What a Full Day Was Doing to My Son
By 10:30 in the morning, my son was already done. Not done with school — done in a way that meant nothing educational was going to happen for the rest of the day. His nervous system had cashed out. The anxiety that had been building since the bus ride had accumulated past some threshold, and what was left was a child moving through the motions of school without being able to access any of it.
He has autism, generalized anxiety, and sensory processing differences. He has an IEP that covers all of it — on paper. What the IEP did not cover was the simple fact that a six-hour school day was not a structure his nervous system could sustain. By noon he was in crisis. By the time he got home he was nonverbal and spent the next four hours recovering. By dinner he was almost himself again. And then we started the whole sequence over.
He was in fifth grade. His teachers were good people who were trying. His paraprofessional was attentive and consistent. None of it was enough to make the schedule appropriate for him, because the schedule itself was the problem.
I pulled him in November. I started picking him up at noon. The school did not object strenuously. What they said was: "We can't guarantee his services if he isn't present for the full day." Which turned out to be both true and not quite the problem they were implying.
The First No
In December I called the special education coordinator and asked about formalizing a shorter schedule through the IEP. I used that word — formalizing. As if I were asking for a small administrative adjustment to paperwork.
She told me they didn't offer modified schedules.
I asked what she meant.
She explained that the district had a program model: full inclusion, full day, with support. The modified schedule wasn't part of the program. If my son couldn't attend full time, the option was homebound instruction.
I didn't know enough yet to push back effectively. I accepted it as information and spent the next two months in a state of parallel tracks: picking my son up at noon while the school technically noted him absent for the afternoon, feeling vaguely like I was doing something wrong and simultaneously like I was doing the only right thing.
Then I found the IEP parent group where someone explained, with specificity and a citation, that "we don't offer that" is not a legal answer.
What I Had to Learn First
The IEP team determines placement and services based on the child's individual needs. That is the law (34 CFR 300.116). Placement decisions follow from the IEP — they do not precede it. What this means in practice: the district cannot decide what placements are available and then fit children into them. They must design the appropriate placement for each child after determining what that child needs.
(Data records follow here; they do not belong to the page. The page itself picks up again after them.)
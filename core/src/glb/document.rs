//! Typed views over the structural document.
//!
//! The document stays a [`serde_json::Value`] so that unknown fields, VRM
//! extension blocks and extras survive a rebuild untouched. Only the fields
//! the codec reads or writes (`images`, `bufferViews`, `buffers`, `textures`)
//! get accessors here.

use std::ops::Range;

use serde_json::Value;

use super::error::{MalformedBufferView, RebuildError};

/// One entry of `images`.
#[derive(Debug, Clone, PartialEq, Eq)]
pub struct ImageRef<'a> {
    /// Position in `images`.
    pub index: usize,
    /// `bufferView` holding the encoded image, if embedded.
    pub buffer_view: Option<usize>,
    /// Declared `mimeType`.
    pub mime_type: Option<&'a str>,
    /// Optional `name`.
    pub name: Option<&'a str>,
}

/// One entry of `bufferViews`.
#[derive(Debug, Clone, Copy, PartialEq, Eq)]
pub struct BufferViewRef {
    /// Position in `bufferViews`.
    pub index: usize,
    /// Owning buffer index.
    pub buffer: usize,
    /// `byteOffset`, defaulting to 0.
    pub byte_offset: usize,
    /// `byteLength`.
    pub byte_length: usize,
}

impl BufferViewRef {
    /// The byte range this view covers, or `None` if it overflows `usize`.
    pub fn range(&self) -> Option<Range<usize>> {
        let end = self.byte_offset.checked_add(self.byte_length)?;
        Some(self.byte_offset..end)
    }

    /// Slice this view out of the raw block, or `None` if it does not fit.
    pub fn slice<'b>(&self, bin: &'b [u8]) -> Option<&'b [u8]> {
        bin.get(self.range()?)
    }

    /// End offset for error reporting, saturating instead of overflowing.
    pub(crate) fn end_saturating(&self) -> usize {
        self.byte_offset.saturating_add(self.byte_length)
    }
}

/// One entry of `textures`.
#[derive(Debug, Clone, PartialEq, Eq)]
pub struct TextureRef<'a> {
    /// Position in `textures`.
    pub index: usize,
    /// Image index this texture samples.
    pub source: Option<usize>,
    /// Optional `name`.
    pub name: Option<&'a str>,
}

fn as_index(value: Option<&Value>) -> Option<usize> {
    value.and_then(Value::as_u64).and_then(|v| usize::try_from(v).ok())
}

fn array<'a>(doc: &'a Value, key: &str) -> Option<&'a [Value]> {
    doc.get(key).and_then(Value::as_array).map(Vec::as_slice)
}

/// All `images`, or `None` when the document has no `images` array.
pub fn images(doc: &Value) -> Option<Vec<ImageRef<'_>>> {
    let entries = array(doc, "images")?;
    Some(
        entries
            .iter()
            .enumerate()
            .map(|(index, image)| ImageRef {
                index,
                buffer_view: as_index(image.get("bufferView")),
                mime_type: image.get("mimeType").and_then(Value::as_str),
                name: image.get("name").and_then(Value::as_str),
            })
            .collect(),
    )
}

/// Read an index-like field: absent falls back to `default`, anything but a
/// non-negative integer is malformed.
fn view_field(
    view: &Value,
    index: usize,
    field: &'static str,
    default: Option<usize>,
) -> Result<usize, MalformedBufferView> {
    let malformed = MalformedBufferView { index, field };
    match view.get(field) {
        None => default.ok_or(malformed),
        value => as_index(value).ok_or(malformed),
    }
}

/// All `bufferViews`, or `None` when the document has no `bufferViews` array.
///
/// `byteOffset` defaults to 0. `buffer` and `byteLength` are required.
pub fn buffer_views(doc: &Value) -> Result<Option<Vec<BufferViewRef>>, MalformedBufferView> {
    let Some(entries) = array(doc, "bufferViews") else {
        return Ok(None);
    };
    entries
        .iter()
        .enumerate()
        .map(|(index, view)| {
            Ok(BufferViewRef {
                index,
                buffer: view_field(view, index, "buffer", None)?,
                byte_offset: view_field(view, index, "byteOffset", Some(0))?,
                byte_length: view_field(view, index, "byteLength", None)?,
            })
        })
        .collect::<Result<Vec<_>, _>>()
        .map(Some)
}

/// All `textures`; empty when the array is absent.
pub fn textures(doc: &Value) -> Vec<TextureRef<'_>> {
    array(doc, "textures")
        .unwrap_or_default()
        .iter()
        .enumerate()
        .map(|(index, texture)| TextureRef {
            index,
            source: as_index(texture.get("source")),
            name: texture.get("name").and_then(Value::as_str),
        })
        .collect()
}

/// Number of entries in `buffers`.
pub fn buffer_count(doc: &Value) -> usize {
    array(doc, "buffers").map_or(0, <[Value]>::len)
}

/// Display name for image `index`.
///
/// Prefers the name of the first texture sampling this image, then the
/// image's own name, then `"Texture {index}"`. Empty names count as absent.
pub fn resolve_texture_name(doc: &Value, index: usize) -> String {
    let from_texture = textures(doc)
        .into_iter()
        .find(|texture| texture.source == Some(index))
        .and_then(|texture| texture.name)
        .filter(|name| !name.is_empty());
    if let Some(name) = from_texture {
        return name.to_owned();
    }

    let from_image = array(doc, "images")
        .and_then(|images| images.get(index))
        .and_then(|image| image.get("name"))
        .and_then(Value::as_str)
        .filter(|name| !name.is_empty());
    match from_image {
        Some(name) => name.to_owned(),
        None => format!("Texture {index}"),
    }
}

/// Check the single embedded buffer precondition.
///
/// The rebuilder rewrites `buffers[0]` only, so anything else is refused.
pub fn validate_single_buffer(doc: &Value) -> Result<(), RebuildError> {
    let count = buffer_count(doc);
    if count != 1 {
        return Err(RebuildError::UnsupportedStructure(format!(
            "expected exactly one buffer, found {count}"
        )));
    }
    if doc["buffers"][0].get("uri").is_some() {
        return Err(RebuildError::UnsupportedStructure(
            "buffer 0 references an external uri".into(),
        ));
    }
    if let Some(views) = buffer_views(doc)?
        && let Some(view) = views.iter().find(|view| view.buffer != 0)
    {
        return Err(RebuildError::UnsupportedStructure(format!(
            "bufferView {} references buffer {}",
            view.index, view.buffer
        )));
    }
    Ok(())
}

/// Overwrite `byteOffset`/`byteLength` of a bufferView.
pub fn set_buffer_view_range(doc: &mut Value, index: usize, byte_offset: u32, byte_length: u32) {
    if let Some(view) = entry_mut(doc, "bufferViews", index) {
        view.insert("byteOffset".into(), Value::from(byte_offset));
        view.insert("byteLength".into(), Value::from(byte_length));
    }
}

/// Overwrite `buffers[0].byteLength`.
pub fn set_buffer_length(doc: &mut Value, byte_length: u32) {
    if let Some(buffer) = entry_mut(doc, "buffers", 0) {
        buffer.insert("byteLength".into(), Value::from(byte_length));
    }
}

/// Overwrite `images[index].mimeType`.
pub fn set_image_mime_type(doc: &mut Value, index: usize, mime_type: &str) {
    if let Some(image) = entry_mut(doc, "images", index) {
        image.insert("mimeType".into(), Value::from(mime_type));
    }
}

fn entry_mut<'a>(
    doc: &'a mut Value,
    key: &str,
    index: usize,
) -> Option<&'a mut serde_json::Map<String, Value>> {
    doc.get_mut(key)?
        .as_array_mut()?
        .get_mut(index)?
        .as_object_mut()
}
"We don't offer modified schedules" reverses this order entirely. It says: here is our program, your child should fit into it. IDEA says the opposite: here is your child, build the program around them.
I also learned that courts and administrative hearings have affirmed modified school days as appropriate IEP components for children with anxiety, sensory processing disorders, autism, medical fragility, and other conditions where a full school day is harmful. This isn't novel. It has precedent. The district coordinator either didn't know this or chose not to mention it.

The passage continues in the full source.